(RECORDS SUPPLIED Opens)

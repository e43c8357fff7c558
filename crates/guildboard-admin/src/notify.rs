/*
[INPUT]:  Adapter errors and flow outcomes
[OUTPUT]: Toast notifications presented to the operator
[POS]:    Presentation seam - user-facing failure reporting
[UPDATE]: When toast wording, colors or durations change
*/

use std::fmt;
use std::sync::Mutex;
use std::time::Duration;

use console::style;
use guildboard_adapter::GuildboardError;
use tracing::{info, warn};

/// Shown when the bot cannot see the server whose roles were requested
pub const ROLES_UNAVAILABLE_MESSAGE: &str =
    "Unable to get the roles from the new mint server. Please make sure the SOL Decoder bot is in that server!";

const ERROR_TOAST_DURATION: Duration = Duration::from_secs(5);
const ROLES_TOAST_DURATION: Duration = Duration::from_secs(10);

#[derive(Debug, Clone, Copy, PartialEq, Eq)]
pub enum ToastColor {
    Danger,
    Warning,
    Success,
}

impl fmt::Display for ToastColor {
    fn fmt(&self, f: &mut fmt::Formatter<'_>) -> fmt::Result {
        let name = match self {
            ToastColor::Danger => "danger",
            ToastColor::Warning => "warning",
            ToastColor::Success => "success",
        };
        f.write_str(name)
    }
}

/// Transient notification
#[derive(Debug, Clone, PartialEq, Eq)]
pub struct Toast {
    pub message: String,
    pub color: ToastColor,
    pub duration: Duration,
    /// Whether the toast offers a close button
    pub dismissible: bool,
}

impl Toast {
    /// Danger toast for a failed backend call
    pub fn from_error(err: &GuildboardError) -> Self {
        Self {
            message: err.user_message(),
            color: ToastColor::Danger,
            duration: ERROR_TOAST_DURATION,
            dismissible: true,
        }
    }

    pub fn roles_unavailable() -> Self {
        Self {
            message: ROLES_UNAVAILABLE_MESSAGE.to_string(),
            color: ToastColor::Danger,
            duration: ROLES_TOAST_DURATION,
            dismissible: false,
        }
    }

    /// Warning toast for an action refused before reaching the backend
    pub fn warning(message: impl Into<String>) -> Self {
        Self {
            message: message.into(),
            color: ToastColor::Warning,
            duration: ERROR_TOAST_DURATION,
            dismissible: true,
        }
    }

    pub fn success(message: impl Into<String>) -> Self {
        Self {
            message: message.into(),
            color: ToastColor::Success,
            duration: ERROR_TOAST_DURATION,
            dismissible: true,
        }
    }
}

/// Sink for toasts
pub trait Notifier: Send + Sync {
    fn present(&self, toast: Toast);
}

/// Prints toasts to stderr
#[derive(Debug, Default, Clone, Copy)]
pub struct ConsoleNotifier;

impl Notifier for ConsoleNotifier {
    fn present(&self, toast: Toast) {
        match toast.color {
            ToastColor::Danger => {
                warn!(message = %toast.message, "toast");
                eprintln!("{} {}", style("✗").red().bold(), style(&toast.message).red());
            }
            ToastColor::Warning => {
                warn!(message = %toast.message, "toast");
                eprintln!("{} {}", style("!").yellow().bold(), style(&toast.message).yellow());
            }
            ToastColor::Success => {
                info!(message = %toast.message, "toast");
                eprintln!("{} {}", style("✓").green().bold(), toast.message);
            }
        }
    }
}

/// Keeps toasts in memory for later inspection
#[derive(Debug, Default)]
pub struct RecordingNotifier {
    toasts: Mutex<Vec<Toast>>,
}

impl RecordingNotifier {
    pub fn new() -> Self {
        Self::default()
    }

    pub fn toasts(&self) -> Vec<Toast> {
        self.toasts.lock().map(|toasts| toasts.clone()).unwrap_or_default()
    }
}

impl Notifier for RecordingNotifier {
    fn present(&self, toast: Toast) {
        if let Ok(mut toasts) = self.toasts.lock() {
            toasts.push(toast);
        }
    }
}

(RECORDS SUPPLIED Closes)

§ PROBLEM TO SOLVE
What's needed is an exact copy of every entry.

§ TASK ANSWER
repository e43c8357fff7c558
filename crates/guildboard-admin/src/notify.rs
/*
[INPUT]:  Adapter errors and flow outcomes
[OUTPUT]: Toast notifications presented to the operator
[POS]:    Presentation seam - user-facing failure reporting
[UPDATE]: When toast wording, colors or durations change
*/

use std::fmt;
use std::sync::Mutex;
use std::time::Duration;

use console::style;
use guildboard_adapter::GuildboardError;
use tracing::{info, warn};

/// Shown when the bot cannot see the server whose roles were requested
pub const ROLES_UNAVAILABLE_MESSAGE: &str =
    "Unable to get the roles from the new mint server. Please make sure the SOL Decoder bot is in that server!";

const ERROR_TOAST_DURATION: Duration = Duration::from_secs(5);
const ROLES_TOAST_DURATION: Duration = Duration::from_secs(10);

#[derive(Debug, Clone, Copy, PartialEq, Eq)]
pub enum ToastColor {
    Danger,
    Warning,
    Success,
}

impl fmt::Display for ToastColor {
    fn fmt(&self, f: &mut fmt::Formatter<'_>) -> fmt::Result {
        let name = match self {
            ToastColor::Danger => "danger",
            ToastColor::Warning => "warning",
            ToastColor::Success => "success",
        };
        f.write_str(name)
    }
}

/// Transient notification
#[derive(Debug, Clone, PartialEq, Eq)]
pub struct Toast {
    pub message: String,
    pub color: ToastColor,
    pub duration: Duration,
    /// Whether the toast offers a close button
    pub dismissible: bool,
}

impl Toast {
    /// Danger toast for a failed backend call
    pub fn from_error(err: &GuildboardError) -> Self {
        Self {
            message: err.user_message(),
            color: ToastColor::Danger,
            duration: ERROR_TOAST_DURATION,
            dismissible: true,
        }
    }

    pub fn roles_unavailable() -> Self {
        Self {
            message: ROLES_UNAVAILABLE_MESSAGE.to_string(),
            color: ToastColor::Danger,
            duration: ROLES_TOAST_DURATION,
            dismissible: false,
        }
    }

    /// Warning toast for an action refused before reaching the backend
    pub fn warning(message: impl Into<String>) -> Self {
        Self {
            message: message.into(),
            color: ToastColor::Warning,
            duration: ERROR_TOAST_DURATION,
            dismissible: true,
        }
    }

    pub fn success(message: impl Into<String>) -> Self {
        Self {
            message: message.into(),
            color: ToastColor::Success,
            duration: ERROR_TOAST_DURATION,
            dismissible: true,
        }
    }
}

/// Sink for toasts
pub trait Notifier: Send + Sync {
    fn present(&self, toast: Toast);
}

/// Prints toasts to stderr
#[derive(Debug, Default, Clone, Copy)]
pub struct ConsoleNotifier;

impl Notifier for ConsoleNotifier {
    fn present(&self, toast: Toast) {
        match toast.color {
            ToastColor::Danger => {
                warn!(message = %toast.message, "toast");
                eprintln!("{} {}", style("✗").red().bold(), style(&toast.message).red());
            }
            ToastColor::Warning => {
                warn!(message = %toast.message, "toast");
                eprintln!("{} {}", style("!").yellow().bold(), style(&toast.message).yellow());
            }
            ToastColor::Success => {
                info!(message = %toast.message, "toast");
                eprintln!("{} {}", style("✓").green().bold(), toast.message);
            }
        }
    }
}

/// Keeps toasts in memory for later inspection
#[derive(Debug, Default)]
pub struct RecordingNotifier {
    toasts: Mutex<Vec<Toast>>,
}

impl RecordingNotifier {
    pub fn new() -> Self {
        Self::default()
    }

    pub fn toasts(&self) -> Vec<Toast> {
        self.toasts.lock().map(|toasts| toasts.clone()).unwrap_or_default()
    }
}

impl Notifier for RecordingNotifier {
    fn present(&self, toast: Toast) {
        if let Ok(mut toasts) = self.toasts.lock() {
            toasts.push(toast);
        }
    }
}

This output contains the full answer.